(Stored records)
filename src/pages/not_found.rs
use leptos::prelude::*;

/// 404 Not Found Page
#[component]
pub fn NotFound() -> impl IntoView {
	view! { <h1>"Uh oh!" <br /> "We couldn't find that page!"</h1> }
}
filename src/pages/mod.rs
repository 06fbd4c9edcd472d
pub mod home;
pub mod not_found;
mod component;
mod render;
pub mod scene;
pub mod scheduler;
pub mod simulation;
mod types;
pub mod viewport;

pub use component::MemoryGraphCanvas;
pub use types::{GraphData, GraphEdge, GraphNode, NodeCategory};
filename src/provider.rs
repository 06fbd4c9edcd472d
//! Where memory records and graph snapshots come from.

use std::collections::HashSet;

use log::debug;
use rand::rngs::StdRng;
use rand::{Rng, SeedableRng};
use serde::{Deserialize, Serialize};

use crate::components::memory_graph::{GraphData, GraphEdge, GraphNode, NodeCategory};
use crate::error::{Error, Result};

const LABEL_WORDS: usize = 4;

#[derive(Clone, Debug, PartialEq, Serialize, Deserialize)]
pub struct MemoryRecord {
	pub id: String,
	pub content: String,
	#[serde(rename = "type")]
	pub kind: NodeCategory,
	/// RFC 3339 timestamp; compared lexically.
	pub created_at: String,
	#[serde(default)]
	pub importance: f64,
}

/// Pull-based source of memory data. Every call returns a full snapshot.
pub trait GraphProvider {
	fn memories(&self) -> Result<Vec<MemoryRecord>>;
}

/// One node per record; each fact links to the latest conversation created
/// before it. Duplicate ids are rejected.
pub fn graph_from_records(records: &[MemoryRecord]) -> Result<GraphData> {
	let mut seen = HashSet::new();
	for r in records {
		if !seen.insert(r.id.as_str()) {
			return Err(Error::Provider(format!("duplicate memory id {:?}", r.id)));
		}
	}

	let mut ordered: Vec<&MemoryRecord> = records.iter().collect();
	ordered.sort_by(|a, b| a.created_at.cmp(&b.created_at));

	let mut edges = Vec::new();
	let mut last_conversation: Option<&str> = None;
	for r in &ordered {
		match r.kind {
			NodeCategory::Conversation => last_conversation = Some(r.id.as_str()),
			NodeCategory::Fact => {
				if let Some(conv) = last_conversation {
					edges.push(GraphEdge {
						source: r.id.clone(),
						target: conv.to_string(),
						label: "extracted from".into(),
					});
				}
			}
			NodeCategory::Other => {}
		}
	}

	let nodes = records
		.iter()
		.map(|r| GraphNode {
			id: r.id.clone(),
			label: short_label(&r.content),
			category: r.kind,
			importance: r.importance,
		})
		.collect();

	Ok(GraphData { nodes, edges })
}

fn short_label(content: &str) -> String {
	let mut words = content.split_whitespace();
	let mut label = words.by_ref().take(LABEL_WORDS).collect::<Vec<_>>().join(" ");
	if words.next().is_some() {
		label.push('…');
	}
	label
}

const TOPICS: &[&str] = &[
	"rust", "the garden", "coffee", "the trip to Lisbon", "budget", "the new job", "running",
	"piano lessons", "the book club", "tax forms",
];

const FACT_TEMPLATES: &[&str] = &[
	"User prefers {} in the morning",
	"User mentioned {} twice this week",
	"User wants a reminder about {}",
	"User is learning about {}",
];

/// Deterministic demo data.
#[derive(Clone, Copy, Debug)]
pub struct SampleProvider {
	pub seed: u64,
	pub count: usize,
}

impl GraphProvider for SampleProvider {
	fn memories(&self) -> Result<Vec<MemoryRecord>> {
		let mut rng = StdRng::seed_from_u64(self.seed);
		let records: Vec<MemoryRecord> = (0..self.count)
			.map(|i| {
				let topic = TOPICS[rng.gen_range(0..TOPICS.len())];
				let (kind, content) = if i % 4 == 0 {
					(
						NodeCategory::Conversation,
						format!("Conversation about {topic}"),
					)
				} else {
					let template = FACT_TEMPLATES[rng.gen_range(0..FACT_TEMPLATES.len())];
					(NodeCategory::Fact, template.replace("{}", topic))
				};
				let minutes = i * 37;
				MemoryRecord {
					id: format!("mem-{i:03}"),
					content,
					kind,
					created_at: format!(
						"2024-05-{:02}T{:02}:{:02}:00Z",
						1 + minutes / (24 * 60),
						minutes / 60 % 24,
						minutes % 60
					),
					importance: (rng.gen_range(0.0..1.0_f64) * 100.0).round() / 100.0,
				}
			})
			.collect();
		debug!("Sample provider produced {} records", records.len());
		Ok(records)
	}
}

Task goal -
Keep only the lines from the one containing "#[derive(Clone, Copy, Debug)]" through the final line of the records, and transcribe them exactly.

Result for this task -
#[derive(Clone, Copy, Debug)]
pub struct SampleProvider {
	pub seed: u64,
	pub count: usize,
}

impl GraphProvider for SampleProvider {
	fn memories(&self) -> Result<Vec<MemoryRecord>> {
		let mut rng = StdRng::seed_from_u64(self.seed);
		let records: Vec<MemoryRecord> = (0..self.count)
			.map(|i| {
				let topic = TOPICS[rng.gen_range(0..TOPICS.len())];
				let (kind, content) = if i % 4 == 0 {
					(
						NodeCategory::Conversation,
						format!("Conversation about {topic}"),
					)
				} else {
					let template = FACT_TEMPLATES[rng.gen_range(0..FACT_TEMPLATES.len())];
					(NodeCategory::Fact, template.replace("{}", topic))
				};
				let minutes = i * 37;
				MemoryRecord {
					id: format!("mem-{i:03}"),
					content,
					kind,
					created_at: format!(
						"2024-05-{:02}T{:02}:{:02}:00Z",
						1 + minutes / (24 * 60),
						minutes / 60 % 24,
						minutes % 60
					),
					importance: (rng.gen_range(0.0..1.0_f64) * 100.0).round() / 100.0,
				}
			})
			.collect();
		debug!("Sample provider produced {} records", records.len());
		Ok(records)
	}
}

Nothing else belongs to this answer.